-- DATA TO PROCESS follows --

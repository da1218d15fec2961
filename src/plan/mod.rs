//! Task plan model: typed tasks, the plan container, and execution ordering.

pub mod order;
pub mod types;


pub use types::*;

-- DATA TO PROCESS concluded --

◆ TASK OBJECTIVE
Give all of the lines above again, exactly as they are.

◆ TASK RESULT
repository da1218d15fec2961
filename src/plan/mod.rs
//! Task plan model: typed tasks, the plan container, and execution ordering.

pub mod order;
pub mod types;


pub use types::*;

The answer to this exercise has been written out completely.